TASK STATEMENT: Retrieve every line of the data holding the word "names".

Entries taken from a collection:

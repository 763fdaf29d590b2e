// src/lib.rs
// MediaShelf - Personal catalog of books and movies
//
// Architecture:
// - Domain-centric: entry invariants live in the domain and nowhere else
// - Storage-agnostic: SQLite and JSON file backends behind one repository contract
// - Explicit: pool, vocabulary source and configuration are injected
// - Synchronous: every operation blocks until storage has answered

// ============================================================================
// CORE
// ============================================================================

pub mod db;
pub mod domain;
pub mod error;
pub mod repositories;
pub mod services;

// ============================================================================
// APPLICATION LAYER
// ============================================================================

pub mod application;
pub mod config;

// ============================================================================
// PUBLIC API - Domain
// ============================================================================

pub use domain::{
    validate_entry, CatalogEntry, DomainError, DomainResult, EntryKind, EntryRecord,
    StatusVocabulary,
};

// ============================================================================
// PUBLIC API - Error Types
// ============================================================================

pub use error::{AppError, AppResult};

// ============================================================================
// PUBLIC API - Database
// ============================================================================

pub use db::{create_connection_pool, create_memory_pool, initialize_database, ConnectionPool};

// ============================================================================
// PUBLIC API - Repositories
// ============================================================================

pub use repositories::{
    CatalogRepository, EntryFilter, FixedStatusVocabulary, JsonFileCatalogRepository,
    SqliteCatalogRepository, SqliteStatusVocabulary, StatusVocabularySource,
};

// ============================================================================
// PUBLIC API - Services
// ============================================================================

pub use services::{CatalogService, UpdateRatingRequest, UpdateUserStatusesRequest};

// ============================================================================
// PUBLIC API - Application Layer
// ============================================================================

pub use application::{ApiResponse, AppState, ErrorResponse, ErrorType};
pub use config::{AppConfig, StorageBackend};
--
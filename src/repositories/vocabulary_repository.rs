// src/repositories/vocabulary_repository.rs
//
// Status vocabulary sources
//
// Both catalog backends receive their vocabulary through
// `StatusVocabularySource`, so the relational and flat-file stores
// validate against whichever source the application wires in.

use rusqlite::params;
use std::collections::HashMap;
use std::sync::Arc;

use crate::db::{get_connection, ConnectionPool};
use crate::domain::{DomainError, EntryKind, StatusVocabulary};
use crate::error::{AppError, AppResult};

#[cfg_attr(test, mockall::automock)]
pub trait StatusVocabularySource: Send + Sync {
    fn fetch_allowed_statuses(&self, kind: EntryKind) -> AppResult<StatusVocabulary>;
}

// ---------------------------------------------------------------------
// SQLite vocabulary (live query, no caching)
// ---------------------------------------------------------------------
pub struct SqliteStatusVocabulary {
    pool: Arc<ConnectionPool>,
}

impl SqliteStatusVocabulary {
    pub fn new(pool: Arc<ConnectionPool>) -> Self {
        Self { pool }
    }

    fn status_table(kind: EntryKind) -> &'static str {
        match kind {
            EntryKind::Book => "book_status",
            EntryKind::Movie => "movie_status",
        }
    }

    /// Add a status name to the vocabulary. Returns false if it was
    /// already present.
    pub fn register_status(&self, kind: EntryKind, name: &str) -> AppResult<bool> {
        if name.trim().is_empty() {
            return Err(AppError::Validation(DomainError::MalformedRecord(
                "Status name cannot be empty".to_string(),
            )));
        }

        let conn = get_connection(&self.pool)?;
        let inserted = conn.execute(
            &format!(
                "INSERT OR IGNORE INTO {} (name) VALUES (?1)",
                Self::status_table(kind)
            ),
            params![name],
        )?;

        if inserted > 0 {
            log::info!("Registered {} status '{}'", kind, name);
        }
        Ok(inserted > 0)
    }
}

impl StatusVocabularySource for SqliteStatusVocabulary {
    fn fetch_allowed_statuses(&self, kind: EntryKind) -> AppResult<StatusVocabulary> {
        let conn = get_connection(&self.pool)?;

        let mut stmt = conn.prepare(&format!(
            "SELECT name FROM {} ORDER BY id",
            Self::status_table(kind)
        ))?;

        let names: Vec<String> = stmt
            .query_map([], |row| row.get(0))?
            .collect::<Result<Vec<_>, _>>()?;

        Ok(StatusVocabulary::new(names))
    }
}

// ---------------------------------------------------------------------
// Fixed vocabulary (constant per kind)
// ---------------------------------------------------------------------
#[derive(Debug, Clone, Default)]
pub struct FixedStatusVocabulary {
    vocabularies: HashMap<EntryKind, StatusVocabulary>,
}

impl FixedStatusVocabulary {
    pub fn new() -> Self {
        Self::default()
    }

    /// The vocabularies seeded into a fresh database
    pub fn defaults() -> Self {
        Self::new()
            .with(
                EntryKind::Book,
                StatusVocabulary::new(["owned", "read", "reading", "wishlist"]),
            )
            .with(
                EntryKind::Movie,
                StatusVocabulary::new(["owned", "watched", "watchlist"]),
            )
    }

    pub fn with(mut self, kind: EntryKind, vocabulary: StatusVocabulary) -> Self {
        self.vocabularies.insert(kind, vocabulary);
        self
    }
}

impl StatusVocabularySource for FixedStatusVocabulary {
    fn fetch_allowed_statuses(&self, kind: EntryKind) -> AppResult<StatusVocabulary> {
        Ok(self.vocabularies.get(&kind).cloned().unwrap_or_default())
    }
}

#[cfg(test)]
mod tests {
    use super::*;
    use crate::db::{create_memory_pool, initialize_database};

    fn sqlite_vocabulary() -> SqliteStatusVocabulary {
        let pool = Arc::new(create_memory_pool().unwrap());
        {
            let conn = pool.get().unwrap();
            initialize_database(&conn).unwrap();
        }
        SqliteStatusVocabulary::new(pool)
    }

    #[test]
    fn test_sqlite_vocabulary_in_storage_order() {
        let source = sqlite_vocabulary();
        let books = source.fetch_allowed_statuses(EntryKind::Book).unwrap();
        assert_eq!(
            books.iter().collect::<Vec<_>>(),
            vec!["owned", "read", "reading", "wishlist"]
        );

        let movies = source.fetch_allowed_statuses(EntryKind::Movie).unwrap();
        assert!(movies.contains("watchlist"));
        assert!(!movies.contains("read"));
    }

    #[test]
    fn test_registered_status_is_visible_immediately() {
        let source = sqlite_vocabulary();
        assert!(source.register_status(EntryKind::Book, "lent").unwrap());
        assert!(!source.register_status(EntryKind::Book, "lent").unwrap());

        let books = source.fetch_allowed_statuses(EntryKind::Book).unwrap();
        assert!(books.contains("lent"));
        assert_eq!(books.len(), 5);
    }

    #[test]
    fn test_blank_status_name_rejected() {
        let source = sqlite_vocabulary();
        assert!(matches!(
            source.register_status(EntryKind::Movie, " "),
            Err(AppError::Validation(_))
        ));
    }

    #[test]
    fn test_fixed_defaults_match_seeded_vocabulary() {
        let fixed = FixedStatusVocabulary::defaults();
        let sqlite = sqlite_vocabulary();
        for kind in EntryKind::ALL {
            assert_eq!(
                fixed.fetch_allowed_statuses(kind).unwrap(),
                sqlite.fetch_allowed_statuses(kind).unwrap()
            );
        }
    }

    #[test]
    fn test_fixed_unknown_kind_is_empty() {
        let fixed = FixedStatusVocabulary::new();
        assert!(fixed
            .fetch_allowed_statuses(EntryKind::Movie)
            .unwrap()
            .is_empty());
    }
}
---
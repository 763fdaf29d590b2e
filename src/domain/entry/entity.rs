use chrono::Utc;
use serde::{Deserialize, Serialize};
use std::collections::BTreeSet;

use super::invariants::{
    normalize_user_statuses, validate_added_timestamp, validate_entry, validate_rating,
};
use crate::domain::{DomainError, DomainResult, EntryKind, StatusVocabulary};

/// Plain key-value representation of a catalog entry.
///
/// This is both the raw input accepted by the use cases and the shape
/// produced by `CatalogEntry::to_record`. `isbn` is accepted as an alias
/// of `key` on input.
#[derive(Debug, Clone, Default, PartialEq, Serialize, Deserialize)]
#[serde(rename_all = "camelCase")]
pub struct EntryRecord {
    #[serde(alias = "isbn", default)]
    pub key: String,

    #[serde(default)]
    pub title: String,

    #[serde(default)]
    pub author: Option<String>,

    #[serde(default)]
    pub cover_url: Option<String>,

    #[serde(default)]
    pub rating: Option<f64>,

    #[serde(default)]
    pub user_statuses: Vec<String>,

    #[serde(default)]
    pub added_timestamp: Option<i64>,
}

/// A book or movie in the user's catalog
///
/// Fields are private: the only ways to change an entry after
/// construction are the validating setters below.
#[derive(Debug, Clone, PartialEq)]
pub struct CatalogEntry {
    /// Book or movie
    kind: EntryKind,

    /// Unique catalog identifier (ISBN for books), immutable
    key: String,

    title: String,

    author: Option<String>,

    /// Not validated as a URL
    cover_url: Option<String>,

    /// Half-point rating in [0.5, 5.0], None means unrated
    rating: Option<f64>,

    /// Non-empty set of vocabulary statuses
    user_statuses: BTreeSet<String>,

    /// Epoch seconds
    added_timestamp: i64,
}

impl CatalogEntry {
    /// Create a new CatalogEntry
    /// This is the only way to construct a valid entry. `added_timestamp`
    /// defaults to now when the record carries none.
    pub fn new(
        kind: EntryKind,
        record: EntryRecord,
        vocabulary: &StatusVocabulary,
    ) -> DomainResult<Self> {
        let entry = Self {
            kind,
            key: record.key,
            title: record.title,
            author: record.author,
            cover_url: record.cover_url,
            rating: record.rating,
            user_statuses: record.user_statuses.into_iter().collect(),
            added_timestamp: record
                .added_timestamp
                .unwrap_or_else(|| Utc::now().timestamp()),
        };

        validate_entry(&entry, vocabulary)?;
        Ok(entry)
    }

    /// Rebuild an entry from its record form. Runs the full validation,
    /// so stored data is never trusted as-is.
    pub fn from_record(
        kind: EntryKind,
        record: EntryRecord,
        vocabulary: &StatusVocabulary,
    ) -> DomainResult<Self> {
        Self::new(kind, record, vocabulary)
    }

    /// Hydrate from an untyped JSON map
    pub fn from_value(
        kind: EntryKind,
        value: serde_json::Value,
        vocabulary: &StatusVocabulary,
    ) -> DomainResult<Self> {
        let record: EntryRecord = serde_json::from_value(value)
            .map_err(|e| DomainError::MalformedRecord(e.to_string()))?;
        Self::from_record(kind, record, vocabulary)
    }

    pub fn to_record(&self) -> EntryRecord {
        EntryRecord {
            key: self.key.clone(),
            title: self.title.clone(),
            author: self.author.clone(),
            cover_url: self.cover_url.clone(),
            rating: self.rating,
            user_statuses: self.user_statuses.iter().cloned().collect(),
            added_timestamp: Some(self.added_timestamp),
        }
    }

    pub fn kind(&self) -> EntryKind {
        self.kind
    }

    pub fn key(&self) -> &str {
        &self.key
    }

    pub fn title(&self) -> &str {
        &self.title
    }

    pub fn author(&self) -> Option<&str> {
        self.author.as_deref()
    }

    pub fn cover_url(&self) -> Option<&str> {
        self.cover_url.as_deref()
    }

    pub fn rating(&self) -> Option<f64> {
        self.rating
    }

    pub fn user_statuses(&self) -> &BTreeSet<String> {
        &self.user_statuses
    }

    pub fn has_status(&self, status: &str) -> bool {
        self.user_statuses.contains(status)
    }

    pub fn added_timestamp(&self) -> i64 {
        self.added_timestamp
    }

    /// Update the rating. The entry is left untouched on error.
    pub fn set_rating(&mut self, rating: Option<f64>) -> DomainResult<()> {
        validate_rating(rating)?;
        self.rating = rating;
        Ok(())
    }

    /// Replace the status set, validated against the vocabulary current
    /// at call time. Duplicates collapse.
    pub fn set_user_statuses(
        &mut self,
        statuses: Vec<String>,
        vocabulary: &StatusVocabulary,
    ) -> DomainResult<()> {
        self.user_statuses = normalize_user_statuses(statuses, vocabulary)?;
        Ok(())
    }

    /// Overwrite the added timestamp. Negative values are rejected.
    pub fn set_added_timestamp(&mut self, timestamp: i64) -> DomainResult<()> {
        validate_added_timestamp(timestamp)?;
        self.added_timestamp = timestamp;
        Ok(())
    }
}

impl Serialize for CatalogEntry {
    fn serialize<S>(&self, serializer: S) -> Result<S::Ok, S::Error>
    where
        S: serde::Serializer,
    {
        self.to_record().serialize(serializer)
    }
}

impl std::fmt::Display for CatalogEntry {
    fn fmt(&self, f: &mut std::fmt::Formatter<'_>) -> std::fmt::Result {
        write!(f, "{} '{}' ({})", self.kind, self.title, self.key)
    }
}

ANSWER TO THIS EXERCISE:
        let names: Vec<String> = stmt
        Ok(StatusVocabulary::new(names))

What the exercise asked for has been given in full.